Да, таков Герман. Но жизнь его не балует. Человек отдал людям самое дорогое, отдал все. И как же отплатили ему люди? Он ютится в общежитии студенческом. В одной комнате – две матери, жена, он, двое детей. О занятиях дома и речи быть не может. Человек, которого надо бы носить на руках, не имеет ни нормальной комнаты, ни ванны. Это ведь ужасно, когда он вечером карабкается на своих культяпках в уборную. Это видят студенты. Герман не раз ставил вопрос о жилье – перед ректором, перед Житченко. Дайте комнату в квартире, где есть ванная. В самом деле, баня для него – самая большая проблема.

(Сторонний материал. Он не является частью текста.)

//! WHERE-clause condition trees.
//!
//! This module provides [`Op`] (operator) and [`Condition`] for building the
//! filter of a conditional insert (`INSERT ... SELECT ... WHERE ...`). A condition
//! renders itself into a [`StatementWriter`], quoting columns with the dialect
//! quoter and binding its own arguments in left-to-right order.
//!
//! # Example
//! ```
//! use insql::{Condition, PlaceholderStyle, Quoter, StatementWriter};
//!
//! let cond = Condition::gt("age", 18).and_also(Condition::in_list("role", vec!["a", "b"]));
//! let mut w = StatementWriter::new(PlaceholderStyle::Question);
//! cond.write_to(&mut w, &Quoter::none())?;
//! assert_eq!(w.sql(), "age > ? AND role IN (?,?)");
//! # Ok::<(), insql::BuildError>(())
//! ```

use crate::error::{BuildError, BuildResult};
use crate::quoter::Quoter;
use crate::value::Value;
use crate::writer::StatementWriter;
use std::fmt;

/// Query operator for building conditions.
#[derive(Debug, Clone)]
pub enum Op<T> {
    /// Equal: column = value
    Eq(T),
    /// Not equal: column <> value
    Ne(T),
    /// Greater than: column > value
    Gt(T),
    /// Greater than or equal: column >= value
    Gte(T),
    /// Less than: column < value
    Lt(T),
    /// Less than or equal: column <= value
    Lte(T),
    /// LIKE pattern match
    Like(T),
    /// NOT LIKE pattern match
    NotLike(T),
    /// IS NULL
    IsNull,
    /// IS NOT NULL
    IsNotNull,
    /// IN (list)
    In(Vec<T>),
    /// NOT IN (list)
    NotIn(Vec<T>),
    /// BETWEEN a AND b
    Between(T, T),
    /// NOT BETWEEN a AND b
    NotBetween(T, T),
}

#[derive(Debug, Clone, PartialEq)]
enum ConditionValue {
    Single(Value),
    Pair(Value, Value),
    List(Vec<Value>),
    None,
}

#[derive(Debug, Clone, PartialEq)]
enum ConditionInner {
    /// Raw SQL fragment; each `?` binds the next argument.
    Raw { sql: String, args: Vec<Value> },
    Expr {
        column: String,
        operator: &'static str,
        value: ConditionValue,
    },
    And(Vec<Condition>),
    Or(Vec<Condition>),
    Not(Box<Condition>),
}

/// A boolean filter expression.
///
/// `Condition::default()` is an empty `AND` group, which is not
/// [valid](Condition::is_valid) and therefore means "no WHERE".
#[derive(Debug, Clone, PartialEq)]
pub struct Condition(ConditionInner);

impl Default for Condition {
    fn default() -> Self {
        Condition(ConditionInner::And(Vec::new()))
    }
}

impl Condition {
    /// Create a structured condition from a column name and operator.
    pub fn new<T: Into<Value>>(column: impl Into<String>, op: Op<T>) -> Self {
        let (operator, value) = match op {
            Op::Eq(v) => ("=", ConditionValue::Single(v.into())),
            Op::Ne(v) => ("<>", ConditionValue::Single(v.into())),
            Op::Gt(v) => (">", ConditionValue::Single(v.into())),
            Op::Gte(v) => (">=", ConditionValue::Single(v.into())),
            Op::Lt(v) => ("<", ConditionValue::Single(v.into())),
            Op::Lte(v) => ("<=", ConditionValue::Single(v.into())),
            Op::Like(v) => ("LIKE", ConditionValue::Single(v.into())),
            Op::NotLike(v) => ("NOT LIKE", ConditionValue::Single(v.into())),
            Op::IsNull => ("IS NULL", ConditionValue::None),
            Op::IsNotNull => ("IS NOT NULL", ConditionValue::None),
            Op::In(vals) => (
                "IN",
                ConditionValue::List(vals.into_iter().map(Into::into).collect()),
            ),
            Op::NotIn(vals) => (
                "NOT IN",
                ConditionValue::List(vals.into_iter().map(Into::into).collect()),
            ),
            Op::Between(from, to) => ("BETWEEN", ConditionValue::Pair(from.into(), to.into())),
            Op::NotBetween(from, to) => (
                "NOT BETWEEN",
                ConditionValue::Pair(from.into(), to.into()),
            ),
        };

        Condition(ConditionInner::Expr {
            column: column.into(),
            operator,
            value,
        })
    }

    /// Create a raw SQL condition with `?` markers for its arguments.
    ///
    /// Each `?` is rewritten to the dialect placeholder when rendered.
    /// Fails if the number of `?` markers differs from the number of arguments.
    ///
    /// Be careful with SQL injection: `sql` is written verbatim.
    pub fn expr<I>(sql: impl Into<String>, args: I) -> BuildResult<Self>
    where
        I: IntoIterator,
        I::Item: Into<Value>,
    {
        let sql = sql.into();
        let args: Vec<Value> = args.into_iter().map(Into::into).collect();
        let markers = sql.matches('?').count();
        if markers != args.len() {
            return Err(BuildError::validation(format!(
                "Condition::expr: {markers} placeholder(s) but {} argument(s) in '{sql}'",
                args.len()
            )));
        }
        Ok(Condition(ConditionInner::Raw { sql, args }))
    }

    /// Create a raw SQL condition without arguments, written verbatim.
    ///
    /// Fails if `sql` contains a `?` marker; use [`Condition::expr`] to bind arguments.
    pub fn raw(sql: impl Into<String>) -> BuildResult<Self> {
        Self::expr(sql, Vec::<Value>::new())
    }

    /// All of `conds` must hold.
    pub fn and(conds: impl IntoIterator<Item = Condition>) -> Self {
        Condition(ConditionInner::And(conds.into_iter().collect()))
    }

    /// Any of `conds` must hold.
    pub fn or(conds: impl IntoIterator<Item = Condition>) -> Self {
        Condition(ConditionInner::Or(conds.into_iter().collect()))
    }

    /// Negate `cond`.
    #[allow(clippy::should_implement_trait)]
    pub fn not(cond: Condition) -> Self {
        Condition(ConditionInner::Not(Box::new(cond)))
    }

    /// `self AND other`, flattening into an existing `AND` group.
    pub fn and_also(self, other: Condition) -> Self {
        match self.0 {
            ConditionInner::And(mut conds) => {
                conds.push(other);
                Condition(ConditionInner::And(conds))
            }
            inner => Condition::and([Condition(inner), other]),
        }
    }

    /// `self OR other`, flattening into an existing `OR` group.
    pub fn or_else(self, other: Condition) -> Self {
        match self.0 {
            ConditionInner::Or(mut conds) => {
                conds.push(other);
                Condition(ConditionInner::Or(conds))
            }
            inner => Condition::or([Condition(inner), other]),
        }
    }

    // ==================== Convenience constructors ====================

    /// column = value
    pub fn eq(column: impl Into<String>, value: impl Into<Value>) -> Self {
        Self::new(column, Op::Eq(value.into()))
    }

    /// column <> value
    pub fn ne(column: impl Into<String>, value: impl Into<Value>) -> Self {
        Self::new(column, Op::Ne(value.into()))
    }

    /// column > value
    pub fn gt(column: impl Into<String>, value: impl Into<Value>) -> Self {
        Self::new(column, Op::Gt(value.into()))
    }

    /// column >= value
    pub fn gte(column: impl Into<String>, value: impl Into<Value>) -> Self {
        Self::new(column, Op::Gte(value.into()))
    }

    /// column < value
    pub fn lt(column: impl Into<String>, value: impl Into<Value>) -> Self {
        Self::new(column, Op::Lt(value.into()))
    }

    /// column <= value
    pub fn lte(column: impl Into<String>, value: impl Into<Value>) -> Self {
        Self::new(column, Op::Lte(value.into()))
    }

    /// column LIKE pattern
    pub fn like(column: impl Into<String>, pattern: impl Into<Value>) -> Self {
        Self::new(column, Op::Like(pattern.into()))
    }

    /// column NOT LIKE pattern
    pub fn not_like(column: impl Into<String>, pattern: impl Into<Value>) -> Self {
        Self::new(column, Op::NotLike(pattern.into()))
    }

    /// column IS NULL
    pub fn is_null(column: impl Into<String>) -> Self {
        Self::new(column, Op::<Value>::IsNull)
    }

    /// column IS NOT NULL
    pub fn is_not_null(column: impl Into<String>) -> Self {
        Self::new(column, Op::<Value>::IsNotNull)
    }

    /// column IN (values...)
    pub fn in_list<T: Into<Value>>(column: impl Into<String>, values: Vec<T>) -> Self {
        Self::new(column, Op::In(values))
    }

    /// column NOT IN (values...)
    pub fn not_in<T: Into<Value>>(column: impl Into<String>, values: Vec<T>) -> Self {
        Self::new(column, Op::NotIn(values))
    }

    /// column BETWEEN from AND to
    pub fn between<T: Into<Value>>(column: impl Into<String>, from: T, to: T) -> Self {
        Self::new(column, Op::Between(from, to))
    }

    /// column NOT BETWEEN from AND to
    pub fn not_between<T: Into<Value>>(column: impl Into<String>, from: T, to: T) -> Self {
        Self::new(column, Op::NotBetween(from, to))
    }

    /// Whether this condition renders to anything.
    ///
    /// Only empty groups (and raw blanks) are invalid.
    pub fn is_valid(&self) -> bool {
        match &self.0 {
            ConditionInner::Raw { sql, .. } => !sql.trim().is_empty(),
            ConditionInner::Expr { .. } => true,
            ConditionInner::And(conds) | ConditionInner::Or(conds) => {
                conds.iter().any(Condition::is_valid)
            }
            ConditionInner::Not(cond) => cond.is_valid(),
        }
    }

    fn is_group(&self) -> bool {
        match &self.0 {
            ConditionInner::And(conds) | ConditionInner::Or(conds) => {
                let mut valid = conds.iter().filter(|c| c.is_valid());
                match (valid.next(), valid.next()) {
                    (Some(_), Some(_)) => true,
                    // a single-child group renders as its child
                    (Some(only), None) => only.is_group(),
                    _ => false,
                }
            }
            ConditionInner::Raw { .. } => true,
            _ => false,
        }
    }

    /// Render this condition into `w`, binding its arguments in order.
    pub fn write_to<W: fmt::Write>(
        &self,
        w: &mut StatementWriter<W>,
        quoter: &Quoter,
    ) -> BuildResult<()> {
        match &self.0 {
            ConditionInner::Raw { sql, args } => {
                for (i, piece) in sql.split('?').enumerate() {
                    if i > 0 {
                        w.push_bind(args[i - 1].clone())?;
                    }
                    w.push(piece)?;
                }
            }
            ConditionInner::Expr {
                column,
                operator,
                value,
            } => match value {
                ConditionValue::List(vals) if vals.is_empty() => {
                    // Empty IN list - always false / true
                    w.push(if *operator == "IN" { "1=0" } else { "1=1" })?;
                }
                ConditionValue::Single(v) => {
                    w.push_ident(quoter, column)?.push(" ")?.push(operator)?.push(" ")?;
                    w.push_bind(v.clone())?;
                }
                ConditionValue::Pair(a, b) => {
                    w.push_ident(quoter, column)?.push(" ")?.push(operator)?.push(" ")?;
                    w.push_bind(a.clone())?.push(" AND ")?.push_bind(b.clone())?;
                }
                ConditionValue::List(vals) => {
                    w.push_ident(quoter, column)?.push(" ")?.push(operator)?.push(" (")?;
                    w.push_binds(vals.iter().cloned())?.push(")")?;
                }
                ConditionValue::None => {
                    w.push_ident(quoter, column)?.push(" ")?.push(operator)?;
                }
            },
            ConditionInner::And(conds) => write_group(w, quoter, conds, " AND ")?,
            ConditionInner::Or(conds) => write_group(w, quoter, conds, " OR ")?,
            ConditionInner::Not(cond) => {
                w.push("NOT (")?;
                cond.write_to(w, quoter)?;
                w.push(")")?;
            }
        }
        Ok(())
    }
}

fn write_group<W: fmt::Write>(
    w: &mut StatementWriter<W>,
    quoter: &Quoter,
    conds: &[Condition],
    sep: &str,
) -> BuildResult<()> {
    let valid: Vec<&Condition> = conds.iter().filter(|c| c.is_valid()).collect();
    let wrap = valid.len() > 1;
    for (i, cond) in valid.into_iter().enumerate() {
        if i > 0 {
            w.push(sep)?;
        }
        if wrap && cond.is_group() {
            w.push("(")?;
            cond.write_to(w, quoter)?;
            w.push(")")?;
        } else {
            cond.write_to(w, quoter)?;
        }
    }
    Ok(())
}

И вот эти люди глухи к его просьбам. Да как они смеют называться коммунистами! Если бы они были настоящие коммунисты, они бы уступили ему (на худой конец) комнату в своих апартаментах.

Какое безобразие! Почему этим здоровым мужикам все удобства в жизни, а Герману – ничего? Может быть, их заслуги больше перед государством? Допустим, что больше, допустим, что ноги человеческие ничего не стоят.

Но кто же помог Житченко и Александрову выдвинуться в жизни!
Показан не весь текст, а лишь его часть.